Rotherham gave me grit. My grandmother showed me the power of care and detail. Harold Shaw made me prove my potential, one bleeding line at a time. And my inattentive ADHD — with its drifting focus, its constant connections, its sideways way of seeing — turned out to be my greatest gift for noticing what others miss.
But it comes with its own weight, too. Rejection Sensitive Dysphoria — that hidden thread — means I’ve always felt other people’s words and judgments like sharp edges under the skin. A passing comment, a teacher’s label, a door closed too quickly — they stick around long after they’re spoken. That fear of letting people down shaped how I masked, how hard I tried to please, and why loyalty means so much to me now. It’s why I stand up for people who get written off, because I know how easy it is to believe the worst about yourself when no one stands beside you.

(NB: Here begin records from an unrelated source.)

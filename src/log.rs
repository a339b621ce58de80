//! Per-task log capture.
//!
//! Each `(artifact, step)` task accumulates its narration and the captured
//! output of external tools into a buffer. The buffer is flushed to the
//! slot's `log.txt` when the task finishes and additionally echoed to the
//! global `tracing` sink when the step failed, one event per line.

use crate::error::{BuildError, Result};
use std::{fmt::Display, fs, path::Path};

#[derive(Debug, Default)]
pub struct StepLog {
    lines: Vec<String>,
}

impl StepLog {
    pub fn new() -> Self {
        Self::default()
    }

    /// Appends a single line.
    pub fn line(&mut self, line: impl Display) {
        self.lines.push(line.to_string());
    }

    /// Appends every line of a (possibly multi-line) tool output block.
    pub fn block(&mut self, block: &str) {
        for line in block.lines() {
            self.lines.push(line.to_string());
        }
    }

    pub fn is_empty(&self) -> bool {
        self.lines.is_empty()
    }

    pub fn lines(&self) -> &[String] {
        &self.lines
    }

    /// Writes the buffered lines to `path`, creating parent directories.
    pub fn flush_to(&self, path: &Path) -> Result<()> {
        crate::utils::create_parent_dir_all(path)?;
        let mut content = self.lines.join("\n");
        content.push('\n');
        fs::write(path, content).map_err(|err| BuildError::io(err, path))
    }

    /// Echoes every buffered line to the global sink. Used when a step
    /// failed so the captured tool output surfaces without opening the slot.
    pub fn echo(&self, context: impl Display) {
        for line in &self.lines {
            error!(target: "j2cl_build", "{context}: {line}");
        }
    }
}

And then there’s time blindness, another quiet part of this mind. It’s both blessing and curse. I can drift away from the clock, lose whole years in the blink of an eye — and then reconnect with old friends like we’ve never been apart, as if no time has passed at all. But some connections slip away while I’m looking elsewhere, and not every door can be reopened once it’s shut. It’s taught me to hold tight to the moments that matter, because time — like trust — can run out if you don’t keep watch.
So here I am: loyal, plain-spoken, sometimes drifting but never disloyal, and never afraid to see what others overlook. Because if this place, these kids, my grandmother, Harold Shaw, and this mind that won’t sit still have taught me anything, it’s this: when people stand together — and refuse to accept “good enough” — there’s no injustice that can’t be brought into the light.